1 社員の意義
社団医療法人の社員とは、社団医療法人の構成員で、社員総会を構成する者をいいます。
社団医療法人は、人の集まりである社団ですからその構成員の存在が必須となり、その構成員が社員ということになります。社員と言っても、勤務医師や看護師などの従業員ではありません。
また、社団医療法人は、社団としての意思決定をする必要がありますが、その意思決定をする機関(合議体)が社員総会で、社員は、その社員総会の構成員でもあります。
この社団医療法人の社員は、株式会社における株主に相当するといわれることがありますが、以下の点に違いがあります。
まず、医療法における社団医療法人は、出資と社員の地位が分離されていますので、社団医療法人の社員と出資者は区別されます。

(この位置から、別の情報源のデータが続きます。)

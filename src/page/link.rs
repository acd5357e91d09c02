//! Link and image descriptors

use crate::page::uri::{query_pairs, resolve};
use url::{ParseError, Url};

/// An `<a href>` (or any element with an `href`) found on a page
#[derive(Debug, Clone, PartialEq, Eq)]
pub struct Link {
    text: String,
    raw_uri: String,
    base: Url,
}

impl Link {
    pub fn new(text: impl Into<String>, raw_uri: impl Into<String>, base: Url) -> Self {
        Self {
            text: text.into(),
            raw_uri: raw_uri.into(),
            base,
        }
    }

    /// Visible text of the link, whitespace collapsed
    pub fn text(&self) -> &str {
        &self.text
    }

    /// The `href` exactly as written in the page
    pub fn raw_uri(&self) -> &str {
        &self.raw_uri
    }

    /// The `href` resolved against the page URL
    pub fn uri(&self) -> Result<Url, ParseError> {
        resolve(&self.base, &self.raw_uri)
    }

    /// Query parameters of the resolved URI; empty when it does not resolve
    pub fn query(&self) -> Vec<(String, String)> {
        self.uri().map(|u| query_pairs(&u)).unwrap_or_default()
    }
}

/// An `<img src>` found on a page
#[derive(Debug, Clone, PartialEq, Eq)]
pub struct Image {
    raw_uri: String,
    alt: Option<String>,
    width: Option<u32>,
    height: Option<u32>,
    base: Url,
}

impl Image {
    pub fn new(
        raw_uri: impl Into<String>,
        alt: Option<String>,
        width: Option<u32>,
        height: Option<u32>,
        base: Url,
    ) -> Self {
        Self {
            raw_uri: raw_uri.into(),
            alt,
            width,
            height,
            base,
        }
    }

    pub fn raw_uri(&self) -> &str {
        &self.raw_uri
    }

    /// The `src` resolved against the page URL
    pub fn source(&self) -> Result<Url, ParseError> {
        resolve(&self.base, &self.raw_uri)
    }

    pub fn alt(&self) -> Option<&str> {
        self.alt.as_deref()
    }

    pub fn width(&self) -> Option<u32> {
        self.width
    }

    pub fn height(&self) -> Option<u32> {
        self.height
    }
}
//! Scraper driven by CSS selectors instead of code

use crate::config::{FieldConfig, ScrapConfig};
use crate::crawler::{Frontier, Scraper};
use crate::output::Record;
use crate::page::{compile_selector, uri, Element, Response};
use crate::Result;
use serde_json::Value;
use std::collections::HashSet;

/// A named value read from each item
#[derive(Debug, Clone, PartialEq, Eq)]
pub struct Field {
    pub name: String,
    pub selector: String,
    /// Attribute to read; the element text when unset
    pub attr: Option<String>,
}

impl From<&FieldConfig> for Field {
    fn from(config: &FieldConfig) -> Self {
        Self {
            name: config.name.clone(),
            selector: config.selector.clone(),
            attr: config.attr.clone(),
        }
    }
}

/// Extracts one record per item and follows pagination links
///
/// Without an item selector the whole page is one item. A field whose
/// selector matches nothing (or whose attribute is missing) is `null`.
/// Each followed URL is queued at most once per scraper.
#[derive(Debug, Clone)]
pub struct SelectorScraper {
    item_selector: Option<String>,
    fields: Vec<Field>,
    follow_selector: Option<String>,
    seen: HashSet<String>,
}

impl SelectorScraper {
    /// Checks every selector up front
    ///
    /// # Errors
    ///
    /// [`ScrapeError::InvalidSelector`](crate::ScrapeError::InvalidSelector)
    /// for the first selector that does not compile.
    pub fn new(
        item_selector: Option<String>,
        fields: Vec<Field>,
        follow_selector: Option<String>,
    ) -> Result<Self> {
        for selector in item_selector
            .iter()
            .chain(follow_selector.iter())
            .chain(fields.iter().map(|f| &f.selector))
        {
            compile_selector(selector)?;
        }

        Ok(Self {
            item_selector,
            fields,
            follow_selector,
            seen: HashSet::new(),
        })
    }

    pub fn from_config(config: &ScrapConfig) -> Result<Self> {
        let scraper = Self::new(
            config.item_selector.clone(),
            config.fields.iter().map(Field::from).collect(),
            config.follow_selector.clone(),
        )?;
        Ok(scraper.with_seen(config.seeds.iter().cloned()))
    }

    /// Marks URLs as already queued so links back to them are not followed
    pub fn with_seen(mut self, urls: impl IntoIterator<Item = String>) -> Self {
        self.seen.extend(urls.into_iter().map(|url| uri::normalize(&url)));
        self
    }

    pub fn fields(&self) -> &[Field] {
        &self.fields
    }

    fn extract(&self, item: Element<'_>) -> Result<Record> {
        let mut record = Record::new();
        for field in &self.fields {
            let value = match item.css(&field.selector)? {
                Some(element) => match &field.attr {
                    Some(attr) => element
                        .attr(attr)
                        .map(|v| Value::String(v.to_string()))
                        .unwrap_or(Value::Null),
                    None => Value::String(element.text()),
                },
                None => Value::Null,
            };
            record.insert(field.name.clone(), value);
        }
        Ok(record)
    }
}

impl Scraper for SelectorScraper {
    fn parse(&mut self, response: &Response, frontier: &mut Frontier<'_>) -> Result<Vec<Record>> {
        let document = response.document();

        let records = match &self.item_selector {
            Some(selector) => document
                .css_each(selector, |item, _| self.extract(item))?
                .into_iter()
                .collect::<Result<Vec<_>>>()?,
            None => vec![self.extract(document.root())?],
        };

        if let Some(selector) = &self.follow_selector {
            let hrefs = document.css_each(selector, |e, _| e.attr("href").map(str::to_string))?;
            for href in hrefs.into_iter().flatten() {
                let Some(url) = uri::followable(document.base(), &href) else {
                    continue;
                };
                if self.seen.insert(url.to_string()) {
                    frontier.follow(url.to_string());
                }
            }
        }

        Ok(records)
    }
}
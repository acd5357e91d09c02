//! Per-task request queue and retry policy
//!
//! The queue is strictly FIFO. A failed request that still has attempts left
//! goes to the back of the queue, so every other pending request of the task is
//! serviced before the retry.

use crate::crawler::request::Request;
use std::collections::VecDeque;

/// Outcome of handing a failed request to the retry policy
#[derive(Debug, Clone, Copy, PartialEq, Eq)]
pub enum RetryDecision {
    /// Re-queued at the tail; carries the updated fail count
    Requeued { fail_count: u32 },

    /// Retry limit reached; the request will not be fetched again
    Dropped { fail_count: u32 },
}

impl RetryDecision {
    pub fn fail_count(&self) -> u32 {
        match self {
            Self::Requeued { fail_count } | Self::Dropped { fail_count } => *fail_count,
        }
    }

    pub fn is_dropped(&self) -> bool {
        matches!(self, Self::Dropped { .. })
    }
}

/// FIFO queue of pending requests
#[derive(Debug, Default)]
pub struct RequestQueue {
    pending: VecDeque<Request>,
}

impl RequestQueue {
    pub fn new() -> Self {
        Self::default()
    }

    /// Appends a request at the tail
    pub fn push(&mut self, request: Request) {
        tracing::trace!("Queued {}", request);
        self.pending.push_back(request);
    }

    /// Pops the head of the queue
    pub fn pop(&mut self) -> Option<Request> {
        self.pending.pop_front()
    }

    /// Applies the retry policy to a request whose fetch just failed
    ///
    /// The fail count grows by exactly one. While it stays below `retry_limit`
    /// the request is re-queued at the tail; otherwise it is handed back to the
    /// caller inside `Err` so it can be recorded as permanently failed.
    pub fn fail(
        &mut self,
        mut request: Request,
        retry_limit: u32,
    ) -> Result<RetryDecision, (RetryDecision, Request)> {
        request.increment_fail_count();
        let fail_count = request.fail_count();

        if fail_count < retry_limit {
            self.pending.push_back(request);
            Ok(RetryDecision::Requeued { fail_count })
        } else {
            Err((RetryDecision::Dropped { fail_count }, request))
        }
    }

    pub fn len(&self) -> usize {
        self.pending.len()
    }

    pub fn is_empty(&self) -> bool {
        self.pending.is_empty()
    }

    /// Iterates pending requests from head to tail
    pub fn iter(&self) -> impl Iterator<Item = &Request> {
        self.pending.iter()
    }
}
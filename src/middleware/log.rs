use crate::crawler::{Request, TaskInfo};
use crate::middleware::Middleware;
use crate::page::Response;
use crate::Result;
use async_trait::async_trait;

/// Logs task start and finish, every request and every response status
#[derive(Debug, Clone, Copy, Default)]
pub struct LogMiddleware;

impl LogMiddleware {
    pub fn new() -> Self {
        Self
    }
}

#[async_trait]
impl Middleware for LogMiddleware {
    fn name(&self) -> String {
        "log".to_string()
    }

    async fn before_all(&self, task: &TaskInfo) -> Result<()> {
        tracing::info!(
            "Task '{}' started with {} queued request(s)",
            task.name,
            task.pending
        );
        Ok(())
    }

    async fn after_all(&self, task: &TaskInfo) -> Result<()> {
        tracing::info!("Task '{}' finished", task.name);
        Ok(())
    }

    async fn before_request(&self, _task: &TaskInfo, request: &Request) -> Result<()> {
        tracing::info!("Accessing {}", request);
        Ok(())
    }

    async fn after_request(
        &self,
        _task: &TaskInfo,
        _request: &Request,
        response: &Response,
    ) -> Result<()> {
        match response.status() {
            Some(status) => tracing::info!("{} responded with status {}", response.url(), status),
            None => tracing::info!("{} loaded", response.url()),
        }
        Ok(())
    }
}
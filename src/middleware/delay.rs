use crate::crawler::{Request, TaskInfo};
use crate::middleware::Middleware;
use crate::Result;
use async_trait::async_trait;
use std::time::Duration;

/// Waits a fixed time before every request
///
/// A zero delay never sleeps.
#[derive(Debug, Clone, Copy)]
pub struct DelayMiddleware {
    delay: Duration,
}

impl DelayMiddleware {
    pub fn new(delay: Duration) -> Self {
        Self { delay }
    }

    pub fn from_millis(millis: u64) -> Self {
        Self::new(Duration::from_millis(millis))
    }

    pub fn delay(&self) -> Duration {
        self.delay
    }
}

#[async_trait]
impl Middleware for DelayMiddleware {
    fn name(&self) -> String {
        "delay".to_string()
    }

    async fn before_request(&self, _task: &TaskInfo, request: &Request) -> Result<()> {
        if self.delay.is_zero() {
            return Ok(());
        }
        tracing::debug!("Waiting {:?} before {}", self.delay, request.url());
        tokio::time::sleep(self.delay).await;
        Ok(())
    }
}
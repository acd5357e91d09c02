//! Writer that emits records as log events

use crate::output::record::Record;
use crate::output::traits::{OutputResult, Writer};

/// Logs each record as a JSON line at info level
///
/// Nothing is stored, so [`Writer::exists`] is always false.
#[derive(Debug, Default)]
pub struct LogWriter {
    written: u64,
}

impl LogWriter {
    pub fn new() -> Self {
        Self::default()
    }

    /// Number of records logged so far
    pub fn written(&self) -> u64 {
        self.written
    }
}

impl Writer for LogWriter {
    fn write(&mut self, record: &Record) -> OutputResult<()> {
        let json = serde_json::to_string(record)?;
        tracing::info!(target: "scrapyard::record", "{}", json);
        self.written += 1;
        Ok(())
    }

    fn exists(&self, _criteria: &Record) -> OutputResult<bool> {
        Ok(false)
    }
}
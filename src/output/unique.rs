//! Dedup decorator for writers

use crate::output::record::Record;
use crate::output::traits::{OutputResult, Writer};

/// Skips records whose key fields are already stored in the inner writer
///
/// The key is the projection of the record onto `keys`; the inner writer's
/// [`Writer::exists`] decides whether it was seen before.
pub struct UniqueWriter<W> {
    inner: W,
    keys: Vec<String>,
    skipped: u64,
}

impl<W: Writer> UniqueWriter<W> {
    pub fn new(inner: W, keys: Vec<String>) -> Self {
        Self {
            inner,
            keys,
            skipped: 0,
        }
    }

    pub fn keys(&self) -> &[String] {
        &self.keys
    }

    /// Number of records not forwarded because they were duplicates
    pub fn skipped(&self) -> u64 {
        self.skipped
    }

    pub fn into_inner(self) -> W {
        self.inner
    }
}

impl<W: Writer> Writer for UniqueWriter<W> {
    fn write(&mut self, record: &Record) -> OutputResult<()> {
        let criteria = record.project(&self.keys);
        if self.inner.exists(&criteria)? {
            tracing::debug!("Skipping duplicate record {:?}", criteria);
            self.skipped += 1;
            return Ok(());
        }
        self.inner.write(record)
    }

    fn exists(&self, criteria: &Record) -> OutputResult<bool> {
        self.inner.exists(criteria)
    }
}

したがって、社団医療法人の社員それ自体の地位には、株式会社の株主が有する利益配当請求権や残余財産分配請求権などの自益権はありません。
また、株主総会における議決権はその株主数が有する株式数に応じて付与されますが、社団医療法人の社員総会では、社員が一人一票の議決権を有するにすぎません(医療法第46条の3の3第1項)。これは、株式会社における株主は、その個性が重視されないのと、出資に応じて議決権を付与するのが合理的なのに対して、社団医療法人における社員たる地位は出資と分離され、しかも、誰が社員であるかが重要視されるので、社員一人に一票を付与するのが合理的だと考えられるからです。
2 社員たる地位の取得
社団医療法人の社員の資格については、法律上は明文はありませんが、医療法は、定款で社員たる資格の得喪に関する規定を定めなければならないとしています(医療法44条1項8号)。
そこで、たとえ社員総会の決議で、新たな者を社員と迎えることを認めたとしても、その者が、定款に定める資格を有していなければ、社員となることはできないと解されます。
また、営利を目的としない法人は社員となることはできますが、社団医療法人の非営利性(医療法54条1項)の関係で、営利法人は社団医療法人社員になれないとされています(※1)、(※2)。
3 社員たる地位の変動
① 譲渡
社員たる地位は譲渡の対象となるか問題になりますが、否定すべきと考えます。なぜなら、社団医療法人たる社員の地位は出資と分離され財産的側面はほとんどないこと、社団医療法人における社員は、誰が社員となるかが重要で個性が重視されているからです。社員の譲渡と同じ効果を求めるためには、定款が認める範囲で、現社員の退社と新社員の入社という手続きをとるべきでしょう。
② 相続
また、社員たる地位は相続の対象となるか問題になりますが、やはり、否定すべきと考えます。なぜなら、社団医療法人たる社員の地位は出資と分離され財産的側面はほとんどないこと、社団医療法人における社員は、誰が社員となるかが重要で個性が重視されていること、社員たる地位の相続を認めると、相続人が複数の場合、複数の社員が新たに発生するとも考えられ法律関係が錯綜すること、いわゆる標準モデル定款(※3)は、その15条1項2号で、社員の死亡を退社事由としているからです。
4 社員たる地位の喪失
社員は、自分の意思でいつでも退社できるかどうか問題となりますが、肯定すべきです。社員には、民法上の委任に関する規定が準用され、受任者はいつでもできるからです。
この点、社員の退社について、社員総会または理事会の承認を要することができるか問題となりますが、定款にそのような定めのない限り否定すべきと考えます。上記のように、医療法も社員の得喪に関する事項は定款で定めるべきとしており、定款で、社員の退社について社員総会や理事会の承認を要すると規定していない以上、社員の退社の要件を加重すべきでないからです(※4)。
※1 「医療法人の機関について」(平成28年3月25日医政発0325第3号)
※2 「医療法人に対する出資又は寄附について」(平成 3 年 1 月 17 日 指第 1 号 東京弁護士会会長あて厚生省健康政策局指導課長回答)は、「営利を目的とする商法上の会社は、医療法人に出資することにより社員となることはできないものと解する。」としています。
※3 「医療法人制度について」(平成19年3月30日 医政発第0330049号 各都道府県知事・各地方厚生局長あて 厚生労働省 医政局長通知)(最終改正:平成31年3月29日 医政発0329第36号)の別添1
※4 「医療法人の社員の退社について」(平成 3 年 10 月 30 日 指第 70 号 福岡県弁護士会会長あて厚生省健康政策局指導課長回答)
関連する法律の条文など
医療法
第四十四条第2項
医療法人を設立しようとする者は、定款又は寄附行為をもつて、少なくとも次に掲げる事項を定めなければならない。
八 社団たる医療法人にあつては、社員総会及び社員たる資格の得喪に関する規定
第四十六条の三の三第1項
社員は、各一個の議決権を有する。
民法
第六百五十一条 委任は、各当事者がいつでもその解除をすることができる。